TOPEKA (CAPITOL BUREAU) — After a deadly swatting phone call led to the death of an innocent man, lawmakers are looking to prevent it from happening again.
Almost two months later, Lisa Finch is still reeling from the death of her 28-year-old son Andrew Finch.
“It has effected my entire family to a level that no one should have to reach,” Finch said.
In December, Wichita police shot and killed the unarmed man. Police said they received a fake report about a shooting and kidnapping at the home where Finch was staying.
“My son was shot and killed because of a swatting call,” explained Finch.
At a committee hearing in Topeka, Finch not only asked lawmakers to support House bill 2581, but to name it after her son.
“I support this bill whole hearty,” she said. “I want to believe it came about because of what happened to my son, all the more reason to name it after my son.”
According to current state law, a person who makes a swatting call, that doesn’t result in death, only faces a misdemeanor or low-level felony charge. Under the bill, people who make swatting calls that result in injury or death face a high-level felony charge.

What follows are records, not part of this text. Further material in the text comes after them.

#![allow(dead_code)]

use async_trait::async_trait;
use dns_kraken_application::ports::ZoneTransferClient;
use dns_kraken_domain::{DomainError, QueryTarget, RData, ZoneData, ZoneRecord};
use std::collections::HashMap;
use std::net::SocketAddr;
use std::sync::{Arc, Mutex};

pub fn soa_record(zone: &str) -> ZoneRecord {
    ZoneRecord {
        owner: Arc::from(zone),
        ttl: 3600,
        class: Arc::from("IN"),
        record_type: Arc::from("SOA"),
        data: RData::from("ns1.example.com. hostmaster.example.com. 1 7200 3600 1209600 300"),
    }
}

pub fn a_record(owner: &str, address: &str) -> ZoneRecord {
    ZoneRecord {
        owner: Arc::from(owner),
        ttl: 300,
        class: Arc::from("IN"),
        record_type: Arc::from("A"),
        data: RData::from(address),
    }
}

/// Transfer client answering per server address. Unknown servers refuse.
#[derive(Clone, Default)]
pub struct MockZoneTransferClient {
    zones: Arc<Mutex<HashMap<SocketAddr, ZoneData>>>,
    requests: Arc<Mutex<Vec<(String, SocketAddr)>>>,
}

impl MockZoneTransferClient {
    pub fn new() -> Self {
        Self::default()
    }

    pub fn with_zone(self, server: SocketAddr, records: ZoneData) -> Self {
        self.zones.lock().unwrap().insert(server, records);
        self
    }

    pub fn requests(&self) -> Vec<(String, SocketAddr)> {
        self.requests.lock().unwrap().clone()
    }
}

#[async_trait]
impl ZoneTransferClient for MockZoneTransferClient {
    async fn transfer(
        &self,
        zone: &QueryTarget,
        server: SocketAddr,
    ) -> Result<ZoneData, DomainError> {
        self.requests
            .lock()
            .unwrap()
            .push((zone.name().to_string(), server));

        self.zones
            .lock()
            .unwrap()
            .get(&server)
            .cloned()
            .ok_or_else(|| DomainError::ZoneTransferRefused {
                server: server.to_string(),
                rcode: "REFUSED".to_string(),
            })
    }
}
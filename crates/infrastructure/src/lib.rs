pub mod dns;
pub mod system;
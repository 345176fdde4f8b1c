mod lookup_records;
mod reverse_lookup;

pub use lookup_records::{LookupRecordsUseCase, CACHED_TYPES, ENUMERATE_TYPES, SRV_SERVICES};
pub use reverse_lookup::{ReverseLookup, ReverseLookupUseCase, DEFAULT_MAX_HOSTS};
use crate::ports::DnsResolver;
use dns_kraken_domain::{QueryOutcome, QueryTarget, ResolutionResult, RetryPolicy};
use std::sync::Arc;
use std::time::Duration;
use tokio_util::sync::CancellationToken;
use tracing::debug;

/// Final result of one target after the retry loop, with the number of
/// attempts it took.
#[derive(Debug, Clone)]
pub struct RetriedResolution {
    pub result: ResolutionResult,
    pub attempts: u32,
}

/// Runs a [`DnsResolver`] under a [`RetryPolicy`].
///
/// Cancellation cuts backoff sleeps short: the target then reports the
/// outcome of its last completed attempt. An attempt already in flight is
/// never interrupted.
#[derive(Clone)]
pub struct RetryingResolver {
    resolver: Arc<dyn DnsResolver>,
    policy: Arc<RetryPolicy>,
    attempt_timeout: Option<Duration>,
    cancel: CancellationToken,
}

impl RetryingResolver {
    pub fn new(resolver: Arc<dyn DnsResolver>, policy: Arc<RetryPolicy>) -> Self {
        Self {
            resolver,
            policy,
            attempt_timeout: None,
            cancel: CancellationToken::new(),
        }
    }

    /// Bounds each attempt; an overrun counts as `Timeout`.
    pub fn with_attempt_timeout(mut self, attempt_timeout: Option<Duration>) -> Self {
        self.attempt_timeout = attempt_timeout;
        self
    }

    pub fn with_cancellation(mut self, cancel: CancellationToken) -> Self {
        self.cancel = cancel;
        self
    }

    pub fn with_policy(mut self, policy: Arc<RetryPolicy>) -> Self {
        self.policy = policy;
        self
    }

    pub fn policy(&self) -> &RetryPolicy {
        &self.policy
    }

    pub async fn resolve(&self, target: &QueryTarget) -> RetriedResolution {
        let mut attempt = 1;

        loop {
            let result = self.attempt(target).await;
            let outcome = result.outcome();

            if !self.policy.should_retry(attempt, outcome) {
                return RetriedResolution {
                    result,
                    attempts: attempt,
                };
            }

            let delay = self.policy.delay_after(attempt);
            debug!(
                target = %target,
                attempt = attempt,
                outcome = %outcome,
                delay_ms = delay.as_millis() as u64,
                "Retrying query"
            );

            tokio::select! {
                _ = tokio::time::sleep(delay) => {}
                _ = self.cancel.cancelled() => {
                    debug!(target = %target, attempt = attempt, "Retry abandoned after cancellation");
                    return RetriedResolution {
                        result,
                        attempts: attempt,
                    };
                }
            }

            attempt += 1;
        }
    }

    async fn attempt(&self, target: &QueryTarget) -> ResolutionResult {
        match self.attempt_timeout {
            Some(limit) => match tokio::time::timeout(limit, self.resolver.resolve(target)).await {
                Ok(result) => result,
                Err(_) => {
                    debug!(target = %target, limit_ms = limit.as_millis() as u64, "Attempt timed out");
                    ResolutionResult::failed(target.clone(), QueryOutcome::Timeout)
                }
            },
            None => self.resolver.resolve(target).await,
        }
    }
}
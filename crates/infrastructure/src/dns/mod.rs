pub mod forwarding;
pub mod resolver;
pub mod transport;
pub mod zone_transfer;

pub use resolver::UpstreamResolver;
pub use zone_transfer::{AxfrClient, DEFAULT_MAX_RECORDS};
use super::QueryOutcome;
use thiserror::Error;

#[derive(Error, Debug)]
pub enum DomainError {
    #[error("Invalid domain name '{name}': {reason}")]
    InvalidDomainName { name: String, reason: String },

    #[error("Invalid IP address or network: {0}")]
    InvalidIpAddress(String),

    #[error("Invalid retry policy: {0}")]
    InvalidRetryPolicy(String),

    #[error("Invalid discovery job: {0}")]
    InvalidJob(String),

    #[error("Network too large: {hosts} hosts exceeds the limit of {limit}")]
    NetworkTooLarge { hosts: u128, limit: u64 },

    #[error("Failed to resolve NS records for {domain}: {outcome}")]
    NameserverLookupFailed {
        domain: String,
        outcome: QueryOutcome,
    },

    #[error("No nameservers configured")]
    NoNameservers,

    #[error("Invalid DNS response: {0}")]
    InvalidDnsResponse(String),

    #[error("Zone transfer refused by {server}: {rcode}")]
    ZoneTransferRefused { server: String, rcode: String },

    #[error("Malformed zone transfer from {server}: {reason}")]
    MalformedZoneTransfer { server: String, reason: String },

    #[error("Timeout talking to {server}")]
    TransportTimeout { server: String },

    #[error("Transport error with {server}: {reason}")]
    TransportIo { server: String, reason: String },

    #[error("I/O error: {0}")]
    IoError(String),
}
use async_trait::async_trait;
use dns_kraken_domain::{DomainError, QueryTarget, ZoneData};
use std::net::SocketAddr;

#[async_trait]
pub trait ZoneTransferClient: Send + Sync {
    /// Requests a full transfer (AXFR) of `zone` from `server`.
    ///
    /// Refusal, timeout, connection failure and malformed streams are all
    /// errors; a successful result holds every record, both SOA included.
    async fn transfer(&self, zone: &QueryTarget, server: SocketAddr)
        -> Result<ZoneData, DomainError>;
}
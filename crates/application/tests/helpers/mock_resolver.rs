#![allow(dead_code)]

use async_trait::async_trait;
use dns_kraken_application::ports::DnsResolver;
use dns_kraken_domain::{QueryOutcome, QueryTarget, RData, RecordType, ResolutionResult};
use std::collections::{HashMap, VecDeque};
use std::sync::atomic::{AtomicUsize, Ordering};
use std::sync::{Arc, Mutex};
use std::time::Duration;
use tokio::time::Instant;

type Key = (String, RecordType);

fn key(name: &str, record_type: RecordType) -> Key {
    let mut name = name.trim_end_matches('.').to_ascii_lowercase();
    name.push('.');
    (name, record_type)
}

fn rdata(records: &[&str]) -> Vec<RData> {
    records.iter().map(|r| RData::from(*r)).collect()
}

// ============================================================================
// Mock DnsResolver
// ============================================================================

/// Scriptable resolver. Unknown names answer `Nxdomain`.
#[derive(Clone, Default)]
pub struct MockResolver {
    inner: Arc<Inner>,
}

#[derive(Default)]
struct Inner {
    answers: Mutex<HashMap<Key, Vec<RData>>>,
    sequences: Mutex<HashMap<Key, VecDeque<QueryOutcome>>>,
    fixed: Mutex<HashMap<Key, QueryOutcome>>,
    wildcards: Mutex<Vec<(String, RecordType, Vec<RData>)>>,
    zone_outcomes: Mutex<Vec<(String, RecordType, QueryOutcome)>>,
    latency: Mutex<Duration>,
    calls: Mutex<Vec<(String, Instant)>>,
    in_flight: AtomicUsize,
    max_in_flight: AtomicUsize,
}

impl MockResolver {
    pub fn new() -> Self {
        Self::default()
    }

    pub fn with_answer(self, name: &str, record_type: RecordType, records: &[&str]) -> Self {
        self.inner
            .answers
            .lock()
            .unwrap()
            .insert(key(name, record_type), rdata(records));
        self
    }

    /// Every name under `zone` without its own answer gets `records`.
    pub fn with_wildcard(self, zone: &str, record_type: RecordType, records: &[&str]) -> Self {
        let (zone, _) = key(zone, record_type);
        self.inner
            .wildcards
            .lock()
            .unwrap()
            .push((zone, record_type, rdata(records)));
        self
    }

    /// Outcomes returned on successive calls before falling back to the
    /// configured answer. A `Success` entry returns the configured answer.
    pub fn with_outcome_sequence(
        self,
        name: &str,
        record_type: RecordType,
        outcomes: &[QueryOutcome],
    ) -> Self {
        self.inner
            .sequences
            .lock()
            .unwrap()
            .insert(key(name, record_type), outcomes.iter().copied().collect());
        self
    }

    /// Outcome returned on every call.
    pub fn with_fixed_outcome(self, name: &str, record_type: RecordType, outcome: QueryOutcome) -> Self {
        self.inner
            .fixed
            .lock()
            .unwrap()
            .insert(key(name, record_type), outcome);
        self
    }

    /// Every name under `zone` fails with `outcome` on every call.
    pub fn with_zone_outcome(self, zone: &str, record_type: RecordType, outcome: QueryOutcome) -> Self {
        let (zone, _) = key(zone, record_type);
        self.inner
            .zone_outcomes
            .lock()
            .unwrap()
            .push((zone, record_type, outcome));
        self
    }

    pub fn with_latency(self, latency: Duration) -> Self {
        *self.inner.latency.lock().unwrap() = latency;
        self
    }

    pub fn call_count(&self) -> usize {
        self.inner.calls.lock().unwrap().len()
    }

    pub fn calls_for(&self, name: &str) -> Vec<Instant> {
        let (name, _) = key(name, RecordType::A);
        self.inner
            .calls
            .lock()
            .unwrap()
            .iter()
            .filter(|(n, _)| *n == name)
            .map(|(_, at)| *at)
            .collect()
    }

    pub fn queried_names(&self) -> Vec<String> {
        self.inner
            .calls
            .lock()
            .unwrap()
            .iter()
            .map(|(n, _)| n.clone())
            .collect()
    }

    pub fn max_in_flight(&self) -> usize {
        self.inner.max_in_flight.load(Ordering::SeqCst)
    }

    fn answer(&self, target: &QueryTarget) -> ResolutionResult {
        let k = key(target.name(), target.record_type());

        if let Some(outcome) = self.inner.fixed.lock().unwrap().get(&k) {
            return self.with_outcome(target, *outcome, &k);
        }

        let zone_outcome = self
            .inner
            .zone_outcomes
            .lock()
            .unwrap()
            .iter()
            .find(|(zone, record_type, _)| *record_type == k.1 && k.0.ends_with(&format!(".{zone}")))
            .map(|(_, _, outcome)| *outcome);
        if let Some(outcome) = zone_outcome {
            return ResolutionResult::failed(target.clone(), outcome);
        }

        let scripted = self
            .inner
            .sequences
            .lock()
            .unwrap()
            .get_mut(&k)
            .and_then(|seq| seq.pop_front());
        if let Some(outcome) = scripted {
            return self.with_outcome(target, outcome, &k);
        }

        self.configured(target, &k)
    }

    fn with_outcome(&self, target: &QueryTarget, outcome: QueryOutcome, k: &Key) -> ResolutionResult {
        match outcome {
            QueryOutcome::Success => self.configured(target, k),
            other => ResolutionResult::failed(target.clone(), other),
        }
    }

    fn configured(&self, target: &QueryTarget, k: &Key) -> ResolutionResult {
        if let Some(records) = self.inner.answers.lock().unwrap().get(k) {
            return ResolutionResult::answered(target.clone(), records.clone());
        }

        let wildcards = self.inner.wildcards.lock().unwrap();
        let hit = wildcards.iter().find(|(zone, record_type, _)| {
            *record_type == target.record_type() && target.name().ends_with(&format!(".{zone}"))
        });
        match hit {
            Some((_, _, records)) => ResolutionResult::answered(target.clone(), records.clone()),
            None => ResolutionResult::failed(target.clone(), QueryOutcome::Nxdomain),
        }
    }
}

#[async_trait]
impl DnsResolver for MockResolver {
    async fn resolve(&self, target: &QueryTarget) -> ResolutionResult {
        let now = self.inner.in_flight.fetch_add(1, Ordering::SeqCst) + 1;
        self.inner.max_in_flight.fetch_max(now, Ordering::SeqCst);
        self.inner
            .calls
            .lock()
            .unwrap()
            .push((target.name().to_string(), Instant::now()));

        let latency = *self.inner.latency.lock().unwrap();
        if !latency.is_zero() {
            tokio::time::sleep(latency).await;
        }

        let result = self.answer(target);
        self.inner.in_flight.fetch_sub(1, Ordering::SeqCst);
        result
    }
}
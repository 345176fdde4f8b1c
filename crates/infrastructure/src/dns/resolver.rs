use super::forwarding::{MessageBuilder, ResponseParser};
use super::transport::{tcp::TcpTransport, udp::UdpTransport, Transport};
use crate::system::resolv_conf;
use async_trait::async_trait;
use dns_kraken_application::ports::DnsResolver;
use dns_kraken_domain::{
    DomainError, EdnsOptions, QueryOutcome, QueryTarget, ResolutionResult, ResolverOptions,
};
use hickory_proto::op::Message;
use std::net::SocketAddr;
use std::sync::atomic::{AtomicUsize, Ordering};
use std::sync::Arc;
use std::time::Duration;
use tracing::debug;

/// Stub resolver client speaking plain DNS to a fixed list of nameservers.
///
/// Each call asks one nameserver, rotating round-robin between calls, so a
/// caller's retry lands on the next server. A truncated UDP answer is asked
/// again over TCP to the same server.
pub struct UpstreamResolver {
    nameservers: Arc<[SocketAddr]>,
    timeout: Duration,
    edns: Option<EdnsOptions>,
    next: AtomicUsize,
}

impl UpstreamResolver {
    pub fn new(options: ResolverOptions) -> Result<Self, DomainError> {
        if options.nameservers.is_empty() {
            return Err(DomainError::NoNameservers);
        }
        Ok(Self {
            nameservers: Arc::from(options.nameservers),
            timeout: options.timeout,
            edns: options.edns,
            next: AtomicUsize::new(0),
        })
    }

    /// Uses the nameservers of the host's resolver configuration.
    pub async fn system(timeout: Duration) -> Result<Self, DomainError> {
        let nameservers = resolv_conf::system_nameservers().await?;
        Self::new(ResolverOptions::new(nameservers, timeout))
    }

    pub fn nameservers(&self) -> &[SocketAddr] {
        &self.nameservers
    }

    pub fn timeout(&self) -> Duration {
        self.timeout
    }

    pub async fn resolve_with(
        &self,
        target: &QueryTarget,
        nameservers: &[SocketAddr],
        timeout: Duration,
    ) -> ResolutionResult {
        if nameservers.is_empty() {
            return ResolutionResult::failed(target.clone(), QueryOutcome::ServerFailure);
        }
        let server = nameservers[self.next.fetch_add(1, Ordering::Relaxed) % nameservers.len()];

        match self.exchange(target, server, timeout).await {
            Ok(message) => ResponseParser::classify(target, &message),
            Err(e) => {
                let outcome = match e {
                    DomainError::TransportTimeout { .. } => QueryOutcome::Timeout,
                    _ => QueryOutcome::ServerFailure,
                };
                debug!(target = %target, server = %server, error = %e, outcome = %outcome, "Query failed");
                ResolutionResult::failed(target.clone(), outcome)
            }
        }
    }

    async fn exchange(
        &self,
        target: &QueryTarget,
        server: SocketAddr,
        timeout: Duration,
    ) -> Result<Message, DomainError> {
        let (id, query) = MessageBuilder::build_query(target, self.edns.as_ref())?;

        let message = Self::send(&Transport::Udp(UdpTransport::new(server)), id, &query, timeout).await?;
        if !message.truncated() {
            return Ok(message);
        }

        debug!(target = %target, server = %server, "Truncated UDP answer, asking again over TCP");
        Self::send(&Transport::Tcp(TcpTransport::new(server)), id, &query, timeout).await
    }

    async fn send(
        transport: &Transport,
        id: u16,
        query: &[u8],
        timeout: Duration,
    ) -> Result<Message, DomainError> {
        let response = transport.send(query, timeout).await?;
        let message = ResponseParser::parse(&response.bytes)?;

        if message.id() != id {
            return Err(DomainError::InvalidDnsResponse(format!(
                "{} response ID {} does not match query ID {}",
                transport.protocol_name(),
                message.id(),
                id
            )));
        }
        Ok(message)
    }
}

#[async_trait]
impl DnsResolver for UpstreamResolver {
    async fn resolve(&self, target: &QueryTarget) -> ResolutionResult {
        self.resolve_with(target, &self.nameservers, self.timeout).await
    }
}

“This is about preventing horrible incidents like these and holding individuals accountable,” explained Wichita Representative John Whitmer.
A handful of people testified in support of the legislation including representatives for law enforcement groups.
“We want to hold people accountable that make that call, we still have to be accountable for what we do as well,” said Ed Klumpp who represents several law enforcement agencies.
There was no one at the hearing who opposed the bill.
Finch says while the bill is a step in the right direction, it doesn’t bring back her son.
“To my knowledge this is the first swatting call that ended in death.”
No action was taken on the bill in committee.
Tyler Barriss, the man who made the swatting call in Finch’s cases has been charged with making a false alarm, interfering with police, and involuntary manslaughter.